RECORDS PROVIDED:
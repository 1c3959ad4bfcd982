use chrono::{DateTime, Utc};
use serde::{Deserialize, Serialize};
use std::fmt;
use std::str::FromStr;

/// Unit a forecast temperature is reported in
#[derive(Debug, Clone, Copy, PartialEq, Eq, Serialize, Deserialize)]
#[serde(rename_all = "lowercase")]
pub enum TemperatureUnit {
    Celsius,
    Kelvin,
}

impl TemperatureUnit {
    /// Short suffix for display ("°C" / "K")
    pub fn symbol(&self) -> &'static str {
        match self {
            Self::Celsius => "°C",
            Self::Kelvin => "K",
        }
    }
}

impl fmt::Display for TemperatureUnit {
    fn fmt(&self, f: &mut fmt::Formatter<'_>) -> fmt::Result {
        match self {
            Self::Celsius => write!(f, "celsius"),
            Self::Kelvin => write!(f, "kelvin"),
        }
    }
}

impl FromStr for TemperatureUnit {
    type Err = String;

    fn from_str(s: &str) -> Result<Self, Self::Err> {
        match s.trim().to_ascii_lowercase().as_str() {
            "celsius" => Ok(Self::Celsius),
            "kelvin" => Ok(Self::Kelvin),
            other => Err(format!("unsupported temperature unit '{}'", other)),
        }
    }
}

/// One forecast period. Immutable once parsed.
#[derive(Debug, Clone, PartialEq, Serialize, Deserialize)]
pub struct ForecastEntry {
    temperature: f64,
    temperature_unit: TemperatureUnit,
    valid_at: DateTime<Utc>,
    symbol_code: String,
}

impl ForecastEntry {
    pub fn new(
        temperature: f64,
        temperature_unit: TemperatureUnit,
        valid_at: DateTime<Utc>,
        symbol_code: impl Into<String>,
    ) -> Self {
        Self {
            temperature,
            temperature_unit,
            valid_at,
            symbol_code: symbol_code.into(),
        }
    }

    pub fn temperature(&self) -> f64 {
        self.temperature
    }

    pub fn temperature_unit(&self) -> TemperatureUnit {
        self.temperature_unit
    }

    pub fn valid_at(&self) -> DateTime<Utc> {
        self.valid_at
    }

    pub fn symbol_code(&self) -> &str {
        &self.symbol_code
    }

    /// True if this entry starts before `now`
    pub fn is_stale(&self, now: DateTime<Utc>) -> bool {
        self.valid_at < now
    }
}

/// Forecast entries from a single fetch, ascending by `valid_at`.
#[derive(Debug, Clone, Default, PartialEq, Serialize, Deserialize)]
#[serde(transparent)]
pub struct ForecastSeries(Vec<ForecastEntry>);

impl ForecastSeries {
    /// Build a series, ordering entries by start time.
    ///
    /// The sort is stable, so entries sharing a start time keep document order.
    pub fn from_entries(mut entries: Vec<ForecastEntry>) -> Self {
        entries.sort_by_key(|e| e.valid_at);
        Self(entries)
    }

    pub fn entries(&self) -> &[ForecastEntry] {
        &self.0
    }

    pub fn iter(&self) -> std::slice::Iter<'_, ForecastEntry> {
        self.0.iter()
    }

    pub fn len(&self) -> usize {
        self.0.len()
    }

    pub fn is_empty(&self) -> bool {
        self.0.is_empty()
    }

    /// Earliest entry, if any
    pub fn first(&self) -> Option<&ForecastEntry> {
        self.0.first()
    }

    pub fn into_entries(self) -> Vec<ForecastEntry> {
        self.0
    }
}

impl<'a> IntoIterator for &'a ForecastSeries {
    type Item = &'a ForecastEntry;
    type IntoIter = std::slice::Iter<'a, ForecastEntry>;

    fn into_iter(self) -> Self::IntoIter {
        self.0.iter()
    }
}

/// What the cache holds for one source: a whole series from one fetch.
#[derive(Debug, Clone, PartialEq, Serialize, Deserialize)]
pub struct CacheRecord {
    pub place: String,
    pub fetched_at: DateTime<Utc>,
    pub series: ForecastSeries,
}

impl CacheRecord {
    pub fn new(place: impl Into<String>, series: ForecastSeries, fetched_at: DateTime<Utc>) -> Self {
        Self {
            place: place.into(),
            fetched_at,
            series,
        }
    }
}
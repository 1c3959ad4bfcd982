//! Centralized error types for SkyCache.
//!
//! Every failure that reaches the binary is converted into [`AppError`];
//! `user_message()` gives the short text shown next to a feed.

use thiserror::Error;

/// Top-level application error type.
#[derive(Debug, Error)]
pub enum AppError {
    #[error("Network error: {0}")]
    Network(#[from] NetworkError),

    #[error("Database error: {0}")]
    Database(#[from] DatabaseError),

    #[error("Configuration error: {0}")]
    Config(#[from] ConfigError),

    #[error("Weather service error: {0}")]
    Weather(#[from] WeatherError),

    #[error("IO error: {0}")]
    Io(#[from] std::io::Error),

    #[error("{0}")]
    Other(#[from] anyhow::Error),
}

impl AppError {
    /// Returns a user-friendly message suitable for display next to a forecast.
    pub fn user_message(&self) -> &'static str {
        match self {
            AppError::Network(e) => e.user_message(),
            AppError::Database(e) => e.user_message(),
            AppError::Config(e) => e.user_message(),
            AppError::Weather(e) => e.user_message(),
            AppError::Io(_) => "A file operation failed. Please try again.",
            AppError::Other(_) => "An unexpected error occurred. Please try again.",
        }
    }
}

/// Network-related errors (HTTP, connectivity).
#[derive(Debug, Error)]
pub enum NetworkError {
    #[error("Connection failed: {0}")]
    ConnectionFailed(String),

    #[error("Request timed out")]
    Timeout,

    #[error("Server error: {status} - {message}")]
    ServerError { status: u16, message: String },

    #[error("Invalid response: {0}")]
    InvalidResponse(String),
}

impl NetworkError {
    pub fn user_message(&self) -> &'static str {
        match self {
            NetworkError::ConnectionFailed(_) => {
                "Unable to connect. Check your internet connection."
            }
            NetworkError::Timeout => "The request timed out. Please try again.",
            NetworkError::ServerError { status, .. } if *status >= 500 => {
                "The forecast service is experiencing issues. Please try again later."
            }
            NetworkError::ServerError { .. } => "Could not fetch the forecast.",
            NetworkError::InvalidResponse(_) => "Could not read the forecast data.",
        }
    }
}

/// Cache storage errors (SQLite).
#[derive(Debug, Error)]
pub enum DatabaseError {
    #[error("Database connection failed: {0}")]
    ConnectionFailed(String),

    #[error("Query failed: {0}")]
    QueryFailed(String),

    #[error("Data corruption detected: {0}")]
    Corruption(String),
}

impl DatabaseError {
    pub fn user_message(&self) -> &'static str {
        match self {
            DatabaseError::ConnectionFailed(_) => {
                "Unable to open the forecast cache. Check the storage path."
            }
            DatabaseError::QueryFailed(_) => "A cache operation failed. Please try again.",
            DatabaseError::Corruption(_) => {
                "The forecast cache may be corrupted. Consider purging it."
            }
        }
    }
}

/// Configuration errors.
#[derive(Debug, Error)]
pub enum ConfigError {
    #[error("Invalid configuration: {0}")]
    Invalid(String),

    #[error("Unknown feed: {0}")]
    UnknownFeed(String),
}

impl ConfigError {
    pub fn user_message(&self) -> &'static str {
        match self {
            ConfigError::Invalid(_) => "Invalid configuration. Check your settings.",
            ConfigError::UnknownFeed(_) => "No feed with that id is configured.",
        }
    }
}

/// Weather service errors.
#[derive(Debug, Error)]
pub enum WeatherError {
    #[error("Invalid place: {0}")]
    InvalidPlace(String),

    #[error("Forecast document error: {0}")]
    Document(String),

    #[error("No current forecast")]
    NoFreshData,
}

impl WeatherError {
    pub fn user_message(&self) -> &'static str {
        match self {
            WeatherError::InvalidPlace(_) => "No place configured for this feed.",
            WeatherError::Document(_) => "No forecast data found.",
            WeatherError::NoFreshData => "No fresh weather data found.",
        }
    }
}

/// Extension trait for converting reqwest errors to our error types.
pub trait ReqwestErrorExt {
    fn into_network_error(self) -> NetworkError;
}

impl ReqwestErrorExt for reqwest::Error {
    fn into_network_error(self) -> NetworkError {
        if self.is_timeout() {
            NetworkError::Timeout
        } else if self.is_connect() {
            NetworkError::ConnectionFailed(self.to_string())
        } else if let Some(status) = self.status() {
            NetworkError::ServerError {
                status: status.as_u16(),
                message: self.to_string(),
            }
        } else if self.is_decode() || self.is_body() {
            NetworkError::InvalidResponse(self.to_string())
        } else {
            NetworkError::ConnectionFailed(self.to_string())
        }
    }
}

/// Extension trait for converting rusqlite errors to our error types.
pub trait RusqliteErrorExt {
    fn into_database_error(self) -> DatabaseError;
}

impl RusqliteErrorExt for rusqlite::Error {
    fn into_database_error(self) -> DatabaseError {
        match &self {
            rusqlite::Error::SqliteFailure(_, Some(msg)) if msg.contains("corrupt") => {
                DatabaseError::Corruption(self.to_string())
            }
            rusqlite::Error::SqliteFailure(err, _)
                if err.code == rusqlite::ErrorCode::CannotOpen =>
            {
                DatabaseError::ConnectionFailed(self.to_string())
            }
            _ => DatabaseError::QueryFailed(self.to_string()),
        }
    }
}

#[cfg(test)]
mod tests {
    use super::*;

    #[test]
    fn test_user_messages_are_non_empty() {
        let errors: Vec<AppError> = vec![
            NetworkError::Timeout.into(),
            DatabaseError::QueryFailed("test".into()).into(),
            ConfigError::Invalid("test".into()).into(),
            WeatherError::NoFreshData.into(),
            std::io::Error::new(std::io::ErrorKind::Other, "disk").into(),
        ];

        for err in errors {
            assert!(!err.user_message().is_empty(), "empty message for {}", err);
        }
    }

    #[test]
    fn test_app_error_conversion() {
        let weather_err = WeatherError::NoFreshData;
        let app_err: AppError = weather_err.into();
        assert!(matches!(app_err, AppError::Weather(WeatherError::NoFreshData)));
    }

    #[test]
    fn test_user_message_propagation() {
        let app_err = AppError::Weather(WeatherError::NoFreshData);
        assert_eq!(app_err.user_message(), "No fresh weather data found.");
    }

    #[test]
    fn test_server_error_message_depends_on_status() {
        let server = NetworkError::ServerError {
            status: 503,
            message: "unavailable".into(),
        };
        let client = NetworkError::ServerError {
            status: 404,
            message: "missing".into(),
        };
        assert!(server.user_message().contains("try again later"));
        assert_eq!(client.user_message(), "Could not fetch the forecast.");
    }

    #[test]
    fn test_rusqlite_query_error_maps_to_query_failed() {
        let err = rusqlite::Error::QueryReturnedNoRows.into_database_error();
        assert!(matches!(err, DatabaseError::QueryFailed(_)));
    }
}
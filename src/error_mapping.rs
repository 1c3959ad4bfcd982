//! Maps weather crate errors to skycache_core::AppError for consistent user-facing messages.

use skycache_core::{
    AppError, ConfigError, DatabaseError, NetworkError, ReqwestErrorExt, RusqliteErrorExt,
    WeatherError as CoreWeatherError,
};
use skycache_weather::{FetchError, StoreError, WeatherError};

pub fn from_fetch(e: FetchError) -> AppError {
    match e {
        FetchError::InvalidPlace(place) => {
            AppError::Weather(CoreWeatherError::InvalidPlace(place))
        }
        FetchError::Network(e) => AppError::Network(e.into_network_error()),
        FetchError::Http { code } => AppError::Network(NetworkError::ServerError {
            status: code,
            message: format!("forecast request returned {}", code),
        }),
        FetchError::Parse(msg) | FetchError::Schema(msg) => {
            AppError::Weather(CoreWeatherError::Document(msg))
        }
    }
}

pub fn from_store(e: StoreError) -> AppError {
    match e {
        StoreError::Sqlite(e) => AppError::Database(e.into_database_error()),
        StoreError::Corrupt { source_id, message } => AppError::Database(
            DatabaseError::Corruption(format!("{}: {}", source_id, message)),
        ),
        StoreError::Encode(e) => AppError::Database(DatabaseError::QueryFailed(e.to_string())),
        StoreError::Io(e) => AppError::Io(e),
    }
}

pub fn from_weather(e: WeatherError) -> AppError {
    match e {
        WeatherError::Fetch(e) => from_fetch(e),
        WeatherError::Store(e) => from_store(e),
        WeatherError::NotFound => AppError::Weather(CoreWeatherError::NoFreshData),
        WeatherError::InvalidSchedule(msg) | WeatherError::Config(msg) => {
            AppError::Config(ConfigError::Invalid(msg))
        }
    }
}

#[cfg(test)]
mod tests {
    use super::*;

    #[test]
    fn test_not_found_keeps_user_message() {
        let app = from_weather(WeatherError::NotFound);
        assert!(matches!(app, AppError::Weather(CoreWeatherError::NoFreshData)));
        assert_eq!(app.user_message(), "No fresh weather data found.");
    }

    #[test]
    fn test_http_maps_to_server_error() {
        let app = from_weather(FetchError::Http { code: 503 }.into());
        assert!(matches!(
            app,
            AppError::Network(NetworkError::ServerError { status: 503, .. })
        ));
    }

    #[test]
    fn test_document_errors() {
        for e in [FetchError::Parse("eof".into()), FetchError::Schema("no tabular".into())] {
            assert!(matches!(
                from_fetch(e),
                AppError::Weather(CoreWeatherError::Document(_))
            ));
        }
        assert!(matches!(
            from_fetch(FetchError::InvalidPlace(String::new())),
            AppError::Weather(CoreWeatherError::InvalidPlace(_))
        ));
    }

    #[test]
    fn test_store_errors() {
        let app = from_store(StoreError::Corrupt {
            source_id: "w1".into(),
            message: "bad json".into(),
        });
        assert!(matches!(app, AppError::Database(DatabaseError::Corruption(ref m)) if m.contains("w1")));

        let app = from_weather(WeatherError::InvalidSchedule("zero interval".into()));
        assert!(matches!(app, AppError::Config(ConfigError::Invalid(_))));
    }
}
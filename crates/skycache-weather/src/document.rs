//! Forecast XML document parser.
//!
//! Only the tabular forecast is read:
//!
//! ```xml
//! <weatherdata>
//!   <forecast>
//!     <tabular>
//!       <time from="2024-05-01T12:00:00" to="2024-05-01T18:00:00">
//!         <symbol var="01d" />
//!         <temperature unit="celsius" value="5" />
//!       </time>
//!     </tabular>
//!   </forecast>
//! </weatherdata>
//! ```

use chrono::{DateTime, NaiveDateTime, Utc};
use quick_xml::events::{BytesStart, Event};
use quick_xml::Reader;

use crate::error::FetchError;
use crate::types::{ForecastEntry, ForecastSeries, TemperatureUnit};

/// Offset-less timestamp layouts, read as UTC.
const NAIVE_FORMATS: &[&str] = &["%Y-%m-%dT%H:%M:%S", "%Y-%m-%dT%H:%M", "%Y-%m-%d %H:%M:%S"];

#[derive(Default)]
struct PendingEntry {
    from: Option<String>,
    temperature: Option<String>,
    unit: Option<String>,
    symbol: Option<String>,
}

#[derive(Default)]
struct ParseState {
    saw_forecast: bool,
    saw_tabular: bool,
    pending: Option<PendingEntry>,
    entries: Vec<ForecastEntry>,
}

/// Parse a forecast document into a series ordered by start time.
pub fn parse_forecast(xml: &str) -> Result<ForecastSeries, FetchError> {
    let mut reader = Reader::from_str(xml);
    reader.config_mut().trim_text(true);

    let mut path: Vec<Vec<u8>> = Vec::new();
    let mut saw_root = false;
    let mut state = ParseState::default();

    loop {
        match reader.read_event() {
            Ok(Event::Start(ref e)) => {
                saw_root = true;
                open_element(e, &path, &mut state)?;
                path.push(e.name().as_ref().to_vec());
            }
            Ok(Event::Empty(ref e)) => {
                saw_root = true;
                open_element(e, &path, &mut state)?;
                close_element(e.name().as_ref(), &path, &mut state)?;
            }
            Ok(Event::End(ref e)) => {
                path.pop();
                close_element(e.name().as_ref(), &path, &mut state)?;
            }
            Ok(Event::Eof) => break,
            Err(e) => {
                return Err(FetchError::Parse(format!(
                    "{} at position {}",
                    e,
                    reader.error_position()
                )));
            }
            _ => {}
        }
    }

    if !saw_root {
        return Err(FetchError::Parse("document has no root element".to_string()));
    }
    if !path.is_empty() {
        return Err(FetchError::Parse("unexpected end of document".to_string()));
    }
    if !state.saw_forecast || !state.saw_tabular {
        return Err(FetchError::Schema(
            "document has no forecast/tabular section".to_string(),
        ));
    }

    Ok(ForecastSeries::from_entries(state.entries))
}

/// True if the innermost open elements are `names`, outermost first.
fn parent_is(path: &[Vec<u8>], names: &[&str]) -> bool {
    path.len() >= names.len()
        && path[path.len() - names.len()..]
            .iter()
            .zip(names)
            .all(|(have, want)| have.as_slice() == want.as_bytes())
}

fn open_element(e: &BytesStart, path: &[Vec<u8>], state: &mut ParseState) -> Result<(), FetchError> {
    match e.name().as_ref() {
        b"forecast" if path.len() == 1 => state.saw_forecast = true,
        b"tabular" if parent_is(path, &["forecast"]) => state.saw_tabular = true,
        b"time" if parent_is(path, &["forecast", "tabular"]) => {
            state.pending = Some(PendingEntry {
                from: get_attr(e, b"from")?,
                ..PendingEntry::default()
            });
        }
        b"temperature" if parent_is(path, &["tabular", "time"]) => {
            if let Some(pending) = state.pending.as_mut() {
                pending.temperature = get_attr(e, b"value")?;
                pending.unit = get_attr(e, b"unit")?;
            }
        }
        b"symbol" if parent_is(path, &["tabular", "time"]) => {
            if let Some(pending) = state.pending.as_mut() {
                pending.symbol = get_attr(e, b"var")?;
            }
        }
        _ => {}
    }
    Ok(())
}

fn close_element(name: &[u8], path: &[Vec<u8>], state: &mut ParseState) -> Result<(), FetchError> {
    if name == b"time" && parent_is(path, &["forecast", "tabular"]) {
        if let Some(pending) = state.pending.take() {
            let index = state.entries.len();
            state.entries.push(finish_entry(pending, index)?);
        }
    }
    Ok(())
}

fn finish_entry(pending: PendingEntry, index: usize) -> Result<ForecastEntry, FetchError> {
    let missing = |what: &str| FetchError::Schema(format!("time[{}] has no {}", index, what));

    let from = pending.from.ok_or_else(|| missing("'from' attribute"))?;
    let valid_at = parse_timestamp(&from).ok_or_else(|| {
        FetchError::Schema(format!("time[{}] has invalid start time '{}'", index, from))
    })?;

    let value = pending.temperature.ok_or_else(|| missing("temperature value"))?;
    let temperature = value
        .trim()
        .parse::<f64>()
        .ok()
        .filter(|t| t.is_finite())
        .ok_or_else(|| {
            FetchError::Schema(format!("time[{}] has non-numeric temperature '{}'", index, value))
        })?;

    let unit: TemperatureUnit = pending
        .unit
        .ok_or_else(|| missing("temperature unit"))?
        .parse()
        .map_err(|e| FetchError::Schema(format!("time[{}]: {}", index, e)))?;

    let symbol = pending
        .symbol
        .filter(|s| !s.trim().is_empty())
        .ok_or_else(|| missing("symbol"))?;

    Ok(ForecastEntry::new(temperature, unit, valid_at, symbol.trim()))
}

/// Parse an ISO-like timestamp. Offset-less values are taken as UTC.
pub fn parse_timestamp(raw: &str) -> Option<DateTime<Utc>> {
    let raw = raw.trim();
    if let Ok(dt) = DateTime::parse_from_rfc3339(raw) {
        return Some(dt.with_timezone(&Utc));
    }
    NAIVE_FORMATS
        .iter()
        .find_map(|fmt| NaiveDateTime::parse_from_str(raw, fmt).ok())
        .map(|naive| naive.and_utc())
}

fn get_attr(e: &BytesStart, name: &[u8]) -> Result<Option<String>, FetchError> {
    for attr in e.attributes() {
        let attr = attr.map_err(|e| FetchError::Parse(format!("Invalid attribute: {}", e)))?;
        if attr.key.as_ref() == name {
            let value = attr
                .unescape_value()
                .map_err(|e| FetchError::Parse(format!("Invalid attribute value: {}", e)))?;
            return Ok(Some(value.to_string()));
        }
    }
    Ok(None)
}
//! Forecast provider: one HTTP GET per fetch, XML body parsed into a series.

use reqwest::Client;
use std::sync::Arc;
use std::time::Duration;
use tracing::instrument;
use url::Url;

use crate::document::parse_forecast;
use crate::error::{FetchError, WeatherError};
use crate::types::ForecastSeries;

const REQUEST_TIMEOUT_SECS: u64 = 10;
const FORECAST_DOCUMENT: &str = "forecast.xml";

/// Settings for building a [`WeatherProvider`]
#[derive(Debug, Clone)]
pub struct ProviderOptions {
    pub base_url: String,
    pub timeout: Duration,
    pub user_agent: String,
}

impl ProviderOptions {
    pub fn new(base_url: impl Into<String>) -> Self {
        Self {
            base_url: base_url.into(),
            timeout: Duration::from_secs(REQUEST_TIMEOUT_SECS),
            user_agent: format!("skycache/{}", env!("CARGO_PKG_VERSION")),
        }
    }
}

#[derive(Debug, Clone)]
pub struct WeatherProvider {
    client: Arc<Client>,
    base_url: Url,
}

impl WeatherProvider {
    pub fn new(options: &ProviderOptions) -> Result<Self, WeatherError> {
        let base_url = Url::parse(&options.base_url)
            .map_err(|e| WeatherError::Config(format!("base url '{}': {}", options.base_url, e)))?;
        if base_url.cannot_be_a_base() {
            return Err(WeatherError::Config(format!(
                "base url '{}' cannot take a path",
                options.base_url
            )));
        }

        let client = Client::builder()
            .timeout(options.timeout)
            .user_agent(options.user_agent.as_str())
            .build()
            .map_err(FetchError::from)?;

        Ok(Self {
            client: Arc::new(client),
            base_url,
        })
    }

    /// Provider with default timeout and user agent
    pub fn with_base_url(base_url: &str) -> Result<Self, WeatherError> {
        Self::new(&ProviderOptions::new(base_url))
    }

    /// `{base_url}/{place}/forecast.xml`, one path segment per place component
    pub fn forecast_url(&self, place: &str) -> Result<Url, FetchError> {
        let place = normalize_place(place);
        if place.is_empty() {
            return Err(FetchError::InvalidPlace(place.to_string()));
        }

        let mut url = self.base_url.clone();
        url.path_segments_mut()
            .map_err(|_| FetchError::InvalidPlace(place.to_string()))?
            .pop_if_empty()
            .extend(place.split('/').filter(|s| !s.is_empty()))
            .push(FORECAST_DOCUMENT);
        Ok(url)
    }

    /// Fetch and parse the forecast for `place`.
    #[instrument(skip(self), level = "info")]
    pub async fn fetch(&self, place: &str) -> Result<ForecastSeries, FetchError> {
        let url = self.forecast_url(place)?;
        tracing::debug!("Fetching forecast from {}", url);

        let response = self.client.get(url).send().await?;

        let status = response.status();
        if !status.is_success() {
            tracing::debug!("Forecast request returned status {}", status);
            return Err(FetchError::Http {
                code: status.as_u16(),
            });
        }

        let body = response.text().await?;
        let series = parse_forecast(&body)?;

        tracing::debug!("Parsed {} forecast entries", series.len());
        Ok(series)
    }
}

/// Strip surrounding whitespace and slashes from a place path.
pub fn normalize_place(place: &str) -> &str {
    place.trim().trim_matches('/').trim()
}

TASK PROMPT:
Find the lines above that contain "Could" and give their count, with nothing added.

EXERCISE OUTPUT:
3